GEAPRESS – La scoperta del canile del cacciatore, nei pressi della strada vicinale Bosco Neurone di Mezzodì a Parabiago, in provincia di Milano, risale al marzo scorso. Il personale del servizio SITA (Servizio Interprovinciale Tutela Animale) diretto dall’Ing. Francesco Faragò, unitamente ai militari del Comando Stazione dei Carabinieri di Parabiago riscontrava, infatti, la presenza di 20 box costituenti di fatto tre edifici canile e tre box attigui ad essi.

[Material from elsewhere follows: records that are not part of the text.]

use std::sync::LazyLock;

use rand::{distributions::Alphanumeric, thread_rng, Rng};
use regex::Regex;

use crate::error::{ShareError, ShareResult};

static USERNAME_PATTERN: LazyLock<Regex> =
    LazyLock::new(|| Regex::new(r"^[A-Za-z0-9_]{3,32}$").expect("valid username regex"));

/// Generate a cryptographically secure random session token.
pub fn generate_session_token() -> String {
    thread_rng()
        .sample_iter(&Alphanumeric)
        .take(64)
        .map(char::from)
        .collect()
}

/// Check a username: 3 to 32 letters, digits or underscores.
///
/// # Errors
///
/// Returns [`ShareError::Validation`] if the username doesn't match.
pub fn validate_username(username: &str) -> ShareResult<()> {
    if USERNAME_PATTERN.is_match(username) {
        Ok(())
    } else {
        Err(ShareError::validation(
            "Username must be 3-32 letters, digits or underscores",
        ))
    }
}

/// Extract the session token from a `Cookie` header value.
#[must_use]
pub fn token_from_cookie_header(cookies: &str) -> Option<&str> {
    cookies
        .split(';')
        .find_map(|cookie| cookie.trim().strip_prefix("session="))
        .filter(|token| !token.is_empty())
}

/// `Set-Cookie` value carrying a session token.
#[must_use]
pub fn session_cookie(token: &str, max_age_secs: u64) -> String {
    format!("session={token}; Path=/; HttpOnly; SameSite=Lax; Max-Age={max_age_secs}")
}

/// `Set-Cookie` value clearing the session.
#[must_use]
pub fn clear_session_cookie() -> String {
    "session=; Path=/; HttpOnly; SameSite=Lax; Max-Age=0".to_string()
}

#[cfg(test)]
mod tests {
    use super::*;

    #[test]
    fn test_generate_session_token() {
        let token1 = generate_session_token();
        let token2 = generate_session_token();

        assert_eq!(token1.len(), 64);
        assert_ne!(token1, token2);
        assert!(token1.chars().all(|c| c.is_alphanumeric()));
    }

    #[test]
    fn test_validate_username() {
        assert!(validate_username("alice_w").is_ok());
        assert!(validate_username("ab").is_err());
        assert!(validate_username("has space").is_err());
        assert!(validate_username("émile").is_err());
    }

    #[test]
    fn test_token_from_cookie_header() {
        assert_eq!(
            token_from_cookie_header("theme=dark; session=abc123"),
            Some("abc123")
        );
        assert_eq!(token_from_cookie_header("theme=dark"), None);
        assert_eq!(token_from_cookie_header("session="), None);
    }
}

In tutto 33 cani da caccia, tra i quali cinque cuccioli, alcuni dei quali provenienti dai Paesi dell’est Europa.

I locali risultavano mal posizionati, specie nella distruzione tra spazi coperti e scoperti, oltre al fatto che la pavimentazione presentava ampie falle di ristagno d’acqua disattendendo, nel complesso, ai dettami del Regolamento regionale n. 2 del 2008. Il cacciatore, al momento del controllo, risultava inoltre sprovvisto sia delle autorizzazioni sanitarie che del permesso di costruire.

Penosa, poi, la situazione di un cane. Risultava in terapia per il diabete ma sul corpo aveva lesioni aperte ed un arto dolente. Sempre dall’esame medico veterinario si manifestava chiaro convincimento della grande soggezione di tutti gli animali nei confronti del proprietario. Di fatto non vi era alcuna altra relazione cane-uomo che non fosse la cattiva manipolazione esercitata dal cacciatore, che determinava su di loro il blocco di qualunque azione. Questo anche quando egli svolgeva un movimento non riferito al cane.

Fatte le opportune segnalazioni, la struttura finì sotto sequestro amministrativo, confermato, nei giorni successivi, dal Comune di Parabiago. Sanzione di 1000 euro ed ulteriori accertamenti edilizi dai quali risultava come solo alcuni box erano regolarmente autorizzati, mentre il numero massimo di cani da potere detenere, non doveva essere superiore a quattro. La parte restante del canile, insisteva invece in area agricola. Ora la Comunicazione del Comune. La procedura amministrativa che dovrebbe condurre alla demolizione della struttura, è stata avviata.